== Prompt ==
Of the entries below, restate word for word only the section that runs from the line with "of an event." to the line with "let marked = refs", counting both ends.
┄┄┄┄┄┄┄┄┄┄┄┄┄┄┄┄┄┄┄┄
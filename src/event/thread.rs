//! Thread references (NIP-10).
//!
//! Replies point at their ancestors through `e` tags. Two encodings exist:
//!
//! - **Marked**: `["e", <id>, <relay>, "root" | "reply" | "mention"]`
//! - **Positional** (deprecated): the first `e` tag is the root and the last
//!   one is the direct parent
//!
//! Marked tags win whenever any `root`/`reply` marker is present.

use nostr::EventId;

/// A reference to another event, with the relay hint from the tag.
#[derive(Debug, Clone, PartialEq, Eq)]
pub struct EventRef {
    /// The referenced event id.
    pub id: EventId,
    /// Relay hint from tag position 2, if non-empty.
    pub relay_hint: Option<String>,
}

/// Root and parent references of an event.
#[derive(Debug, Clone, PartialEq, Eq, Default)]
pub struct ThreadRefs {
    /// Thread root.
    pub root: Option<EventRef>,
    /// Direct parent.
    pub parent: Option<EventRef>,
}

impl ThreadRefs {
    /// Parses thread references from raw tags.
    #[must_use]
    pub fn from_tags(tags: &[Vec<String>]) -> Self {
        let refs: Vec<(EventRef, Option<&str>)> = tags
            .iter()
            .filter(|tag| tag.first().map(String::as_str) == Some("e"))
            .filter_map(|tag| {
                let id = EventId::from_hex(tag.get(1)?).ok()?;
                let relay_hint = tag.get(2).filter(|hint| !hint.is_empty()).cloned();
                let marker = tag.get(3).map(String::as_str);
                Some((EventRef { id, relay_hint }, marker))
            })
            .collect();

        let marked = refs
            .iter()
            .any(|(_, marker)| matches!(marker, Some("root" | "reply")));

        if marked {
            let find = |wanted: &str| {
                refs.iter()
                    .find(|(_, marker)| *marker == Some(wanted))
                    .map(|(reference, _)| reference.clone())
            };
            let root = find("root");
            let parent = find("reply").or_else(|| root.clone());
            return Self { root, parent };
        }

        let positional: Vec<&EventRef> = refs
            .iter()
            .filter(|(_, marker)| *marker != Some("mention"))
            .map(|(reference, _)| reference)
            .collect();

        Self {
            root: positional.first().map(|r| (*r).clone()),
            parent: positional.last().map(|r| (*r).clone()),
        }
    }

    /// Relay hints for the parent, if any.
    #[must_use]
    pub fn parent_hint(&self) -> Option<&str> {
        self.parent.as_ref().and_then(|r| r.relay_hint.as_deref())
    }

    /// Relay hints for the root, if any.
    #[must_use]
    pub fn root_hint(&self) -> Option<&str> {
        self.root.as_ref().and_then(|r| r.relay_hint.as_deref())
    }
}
┄┄┄┄┄┄┄┄┄┄┄┄┄┄┄┄┄┄┄┄
== Answer to this exercise ==
/// Root and parent references of an event.
#[derive(Debug, Clone, PartialEq, Eq, Default)]
pub struct ThreadRefs {
    /// Thread root.
    pub root: Option<EventRef>,
    /// Direct parent.
    pub parent: Option<EventRef>,
}

impl ThreadRefs {
    /// Parses thread references from raw tags.
    #[must_use]
    pub fn from_tags(tags: &[Vec<String>]) -> Self {
        let refs: Vec<(EventRef, Option<&str>)> = tags
            .iter()
            .filter(|tag| tag.first().map(String::as_str) == Some("e"))
            .filter_map(|tag| {
                let id = EventId::from_hex(tag.get(1)?).ok()?;
                let relay_hint = tag.get(2).filter(|hint| !hint.is_empty()).cloned();
                let marker = tag.get(3).map(String::as_str);
                Some((EventRef { id, relay_hint }, marker))
            })
            .collect();

        let marked = refs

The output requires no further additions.